**What to produce:** What appears from the first line of the records below through the line containing "use artwork_embed::media::FfmpegTool;" must be reproduced verbatim.
** Provided information follows **
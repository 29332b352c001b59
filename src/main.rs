use anyhow::{Context, Result};
use artwork_embed::catalog::SpotifyCatalog;
use artwork_embed::config::Config;
use artwork_embed::fetch::{build_agent, HttpImageFetcher, ScratchImage};
use artwork_embed::media::FfmpegTool;
use artwork_embed::pipeline::{FileOutcome, Pipeline};
use artwork_embed::progress::{format_duration, set_log_only};
use artwork_embed::tags::LoftyTagReader;
use artwork_embed::walk::{process_directory, WalkSummary};
use clap::Parser;
use log::{info, warn};
use std::fs;
use std::path::{Path, PathBuf};
use std::time::{Duration, Instant};

#[derive(Parser)]
#[command(name = "artwork-embed")]
#[command(about = "Find cover art for audio files and embed it in place")]
struct Args {
    /// Audio file or directory to process recursively
    path: PathBuf,

    /// Replace artwork that is already embedded
    #[arg(short, long)]
    force: bool,

    /// Debug-level logging
    #[arg(short, long)]
    verbose: bool,

    /// Hide progress bars, log periodic progress lines instead
    #[arg(long)]
    log_only: bool,
}

fn init_logging(verbose: bool) {
    let level = if verbose {
        log::LevelFilter::Debug
    } else {
        log::LevelFilter::Info
    };
    let mut clog = colog::default_builder();
    clog.filter(None, level);
    clog.init();
}

fn print_summary(root: &Path, summary: &WalkSummary, elapsed: Duration) {
    println!("\n{:=<60}", "");
    println!("Artwork embedding complete: {}", root.display());
    println!("  Files:    {}", summary.total());
    println!("  Embedded: {} ({} replaced)", summary.embedded, summary.replaced);
    println!(
        "  Skipped:  {} (artwork present {}, no title {}, no match {})",
        summary.skipped(),
        summary.skipped_present,
        summary.skipped_no_title,
        summary.skipped_no_match
    );
    println!("  Failed:   {}", summary.failed.len());
    for path in &summary.failed {
        println!("    {}", path.display());
    }
    println!("  Elapsed:  {}", format_duration(elapsed));
    println!("{:=<60}", "");
}

fn main() -> Result<()> {
    let args = match Args::try_parse() {
        Ok(args) => args,
        Err(err) => {
            let _ = err.print();
            // Help goes to stdout and is a success; everything else is a usage error
            std::process::exit(if err.use_stderr() { 1 } else { 0 });
        }
    };

    init_logging(args.verbose);
    set_log_only(args.log_only);

    let config = Config::load(args.force)?;

    let tool = FfmpegTool::default();
    tool.ensure_available()
        .context("ffprobe and ffmpeg must be installed and on PATH")?;

    let agent = build_agent(config.http_timeout);
    let catalog = SpotifyCatalog::connect(agent.clone(), config.credentials.clone())
        .context("Failed to authenticate with Spotify")?;

    let metadata = fs::metadata(&args.path)
        .with_context(|| format!("Cannot access {}", args.path.display()))?;

    let mut pipeline = Pipeline::new(
        Box::new(tool),
        Box::new(LoftyTagReader),
        Box::new(catalog),
        Box::new(HttpImageFetcher::new(agent)),
        ScratchImage::for_process(),
        config.force_overwrite,
    );

    let start = Instant::now();
    if metadata.is_dir() {
        let summary = process_directory(&mut pipeline, &args.path)?;
        print_summary(&args.path, &summary, start.elapsed());
    } else {
        let outcome = pipeline
            .process_file(&args.path)
            .with_context(|| format!("Failed to process {}", args.path.display()))?;
        match outcome {
            FileOutcome::Embedded { replaced } => info!(
                "Done in {}{}",
                format_duration(start.elapsed()),
                if replaced { " (artwork replaced)" } else { "" }
            ),
            FileOutcome::Skipped(reason) => {
                warn!("Skipping {}: {}", args.path.display(), reason)
            }
        }
    }

    Ok(())
}
//! Artwork embedding library: finds cover art for audio files and embeds it
//! through ffmpeg with a backup/validate/rename commit.

pub mod catalog;
pub mod commit;
pub mod config;
pub mod detect;
pub mod fetch;
pub mod media;
pub mod models;
pub mod pipeline;
pub mod progress;
pub mod resolve;
pub mod strategy;
pub mod tags;
pub mod walk;
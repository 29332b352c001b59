//! Core data models for the artwork embedding pipeline.
//!
//! This module contains the plain data carried between pipeline stages:
//! tag values read from a file, the resolved search terms, the chosen remote
//! image and the per-file embedding job.

use std::fmt;
use std::path::{Path, PathBuf};

// ============================================================================
// Container Families
// ============================================================================

/// Audio container category. Governs which embedding strategy applies.
#[derive(Debug, Clone, Copy, PartialEq, Eq)]
pub enum ContainerFamily {
    Mp3,
    /// mp4/m4a/mov family (ISO base media)
    Mp4,
    Flac,
    /// Embedded through the generic remux
    Wav,
}

impl ContainerFamily {
    /// Map a probe format name to a known family.
    /// Only the first comma-separated alternate is considered ("mov,mp4,m4a" -> "mov").
    pub fn from_probe_name(name: &str) -> Option<Self> {
        let first = name.split(',').next().unwrap_or("").trim();
        match first.to_ascii_lowercase().as_str() {
            "mp3" => Some(ContainerFamily::Mp3),
            "mov" | "mp4" | "m4a" | "3gp" | "3g2" | "mj2" | "ipod" => Some(ContainerFamily::Mp4),
            "flac" => Some(ContainerFamily::Flac),
            "wav" => Some(ContainerFamily::Wav),
            _ => None,
        }
    }

    /// Infer the family from a file extension (case-insensitive).
    pub fn from_extension(path: &Path) -> Option<Self> {
        let ext = path.extension()?.to_str()?.to_ascii_lowercase();
        match ext.as_str() {
            "mp3" => Some(ContainerFamily::Mp3),
            "m4a" | "mp4" => Some(ContainerFamily::Mp4),
            "flac" => Some(ContainerFamily::Flac),
            "wav" => Some(ContainerFamily::Wav),
            _ => None,
        }
    }

    /// Output container name passed to the remuxer (`-f`).
    pub fn muxer(self) -> &'static str {
        match self {
            ContainerFamily::Mp3 => "mp3",
            ContainerFamily::Mp4 => "mp4",
            ContainerFamily::Flac => "flac",
            ContainerFamily::Wav => "wav",
        }
    }
}

impl fmt::Display for ContainerFamily {
    fn fmt(&self, f: &mut fmt::Formatter<'_>) -> fmt::Result {
        f.write_str(self.muxer())
    }
}

// ============================================================================
// Tags and Search Terms
// ============================================================================

/// Tag values read from an audio file. Missing tags are empty strings.
#[derive(Debug, Clone, Default, PartialEq, Eq)]
pub struct TagTriple {
    pub artist: String,
    pub album: String,
    pub title: String,
}

/// Artist/title pair submitted to the remote catalog.
#[derive(Debug, Clone, PartialEq, Eq)]
pub struct SearchTerms {
    pub artist: String,
    pub title: String,
}

// ============================================================================
// Artwork and Jobs
// ============================================================================

/// One image offered by the catalog for a search match.
#[derive(Debug, Clone, PartialEq, Eq)]
pub struct ArtworkCandidate {
    pub url: String,
    pub width: u32,
    pub height: u32,
}

/// Everything the committer needs to embed one image into one file.
/// Owned by a single pipeline run and never shared across files.
#[derive(Debug, Clone, PartialEq, Eq)]
pub struct EmbeddingJob {
    pub source: PathBuf,
    pub artwork: PathBuf,
    pub family: ContainerFamily,
    pub replace_existing: bool,
}

#[cfg(test)]
mod tests {
    use super::*;

    #[test]
    fn test_probe_name_first_token() {
        assert_eq!(ContainerFamily::from_probe_name("mp3"), Some(ContainerFamily::Mp3));
        assert_eq!(
            ContainerFamily::from_probe_name("mov,mp4,m4a,3gp,3g2,mj2"),
            Some(ContainerFamily::Mp4)
        );
        assert_eq!(ContainerFamily::from_probe_name("flac"), Some(ContainerFamily::Flac));
        assert_eq!(ContainerFamily::from_probe_name("wav"), Some(ContainerFamily::Wav));
        assert_eq!(ContainerFamily::from_probe_name("ogg"), None);
        assert_eq!(ContainerFamily::from_probe_name(""), None);
    }

    #[test]
    fn test_extension_case_insensitive() {
        assert_eq!(
            ContainerFamily::from_extension(Path::new("/music/a.M4A")),
            Some(ContainerFamily::Mp4)
        );
        assert_eq!(
            ContainerFamily::from_extension(Path::new("b.FLAC")),
            Some(ContainerFamily::Flac)
        );
        assert_eq!(ContainerFamily::from_extension(Path::new("c.ogg")), None);
        assert_eq!(ContainerFamily::from_extension(Path::new("noext")), None);
    }

    #[test]
    fn test_muxer_names() {
        assert_eq!(ContainerFamily::Mp4.muxer(), "mp4");
        assert_eq!(ContainerFamily::Flac.muxer(), "flac");
        assert_eq!(ContainerFamily::Wav.to_string(), "wav");
    }
}
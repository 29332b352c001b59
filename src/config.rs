//! Runtime configuration assembled from CLI flags and the environment.

use anyhow::{bail, Result};
use log::{debug, warn};
use std::env;
use std::time::Duration;

pub const CLIENT_ID_VAR: &str = "SPOTIFY_CLIENT_ID";
pub const CLIENT_SECRET_VAR: &str = "SPOTIFY_CLIENT_SECRET";

/// Applied to every HTTP call (token, search, image download).
pub const HTTP_TIMEOUT: Duration = Duration::from_secs(30);

/// Catalog client credentials.
#[derive(Clone)]
pub struct Credentials {
    pub client_id: String,
    pub client_secret: String,
}

impl std::fmt::Debug for Credentials {
    fn fmt(&self, f: &mut std::fmt::Formatter<'_>) -> std::fmt::Result {
        f.debug_struct("Credentials")
            .field("client_id", &self.client_id)
            .field("client_secret", &"<redacted>")
            .finish()
    }
}

impl Credentials {
    /// Both values must be non-empty.
    pub fn new(client_id: &str, client_secret: &str) -> Result<Self> {
        let client_id = client_id.trim();
        let client_secret = client_secret.trim();
        if client_id.is_empty() || client_secret.is_empty() {
            bail!(
                "Spotify credentials are not set. Set {} and {} (environment, .env.local or .env)",
                CLIENT_ID_VAR,
                CLIENT_SECRET_VAR
            );
        }
        Ok(Self {
            client_id: client_id.to_string(),
            client_secret: client_secret.to_string(),
        })
    }

    pub fn from_env() -> Result<Self> {
        let client_id = env::var(CLIENT_ID_VAR).unwrap_or_default();
        let client_secret = env::var(CLIENT_SECRET_VAR).unwrap_or_default();
        Self::new(&client_id, &client_secret)
    }
}

#[derive(Debug, Clone)]
pub struct Config {
    /// Replace artwork that is already embedded
    pub force_overwrite: bool,
    pub credentials: Credentials,
    pub http_timeout: Duration,
}

impl Config {
    /// Load `.env.local` (or `.env`) and read credentials from the environment.
    pub fn load(force_overwrite: bool) -> Result<Self> {
        load_env_files();
        Ok(Self {
            force_overwrite,
            credentials: Credentials::from_env()?,
            http_timeout: HTTP_TIMEOUT,
        })
    }
}

/// Variables already present in the process environment are not overridden.
fn load_env_files() {
    match dotenvy::from_filename(".env.local") {
        Ok(path) => debug!("Loaded environment from {}", path.display()),
        Err(local_err) => match dotenvy::dotenv() {
            Ok(path) => debug!("Loaded environment from {}", path.display()),
            Err(err) => warn!(
                "No .env.local or .env file loaded ({}; {})",
                local_err, err
            ),
        },
    }
}

#[cfg(test)]
mod tests {
    use super::*;

    #[test]
    fn test_credentials_trimmed() {
        let creds = Credentials::new("  id ", "secret\n").unwrap();
        assert_eq!(creds.client_id, "id");
        assert_eq!(creds.client_secret, "secret");
    }

    #[test]
    fn test_empty_credentials_rejected() {
        assert!(Credentials::new("", "secret").is_err());
        assert!(Credentials::new("id", "   ").is_err());
        let err = Credentials::new("", "").unwrap_err();
        assert!(err.to_string().contains(CLIENT_ID_VAR));
    }

    #[test]
    fn test_debug_redacts_secret() {
        let creds = Credentials::new("id", "hunter2").unwrap();
        let shown = format!("{:?}", creds);
        assert!(shown.contains("id"));
        assert!(!shown.contains("hunter2"));
    }
}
** End of Provided information **
**Solved exercise:**
repository 29332b352c001b59
filename src/main.rs
use anyhow::{Context, Result};
use artwork_embed::catalog::SpotifyCatalog;
use artwork_embed::config::Config;
use artwork_embed::fetch::{build_agent, HttpImageFetcher, ScratchImage};
use artwork_embed::media::FfmpegTool;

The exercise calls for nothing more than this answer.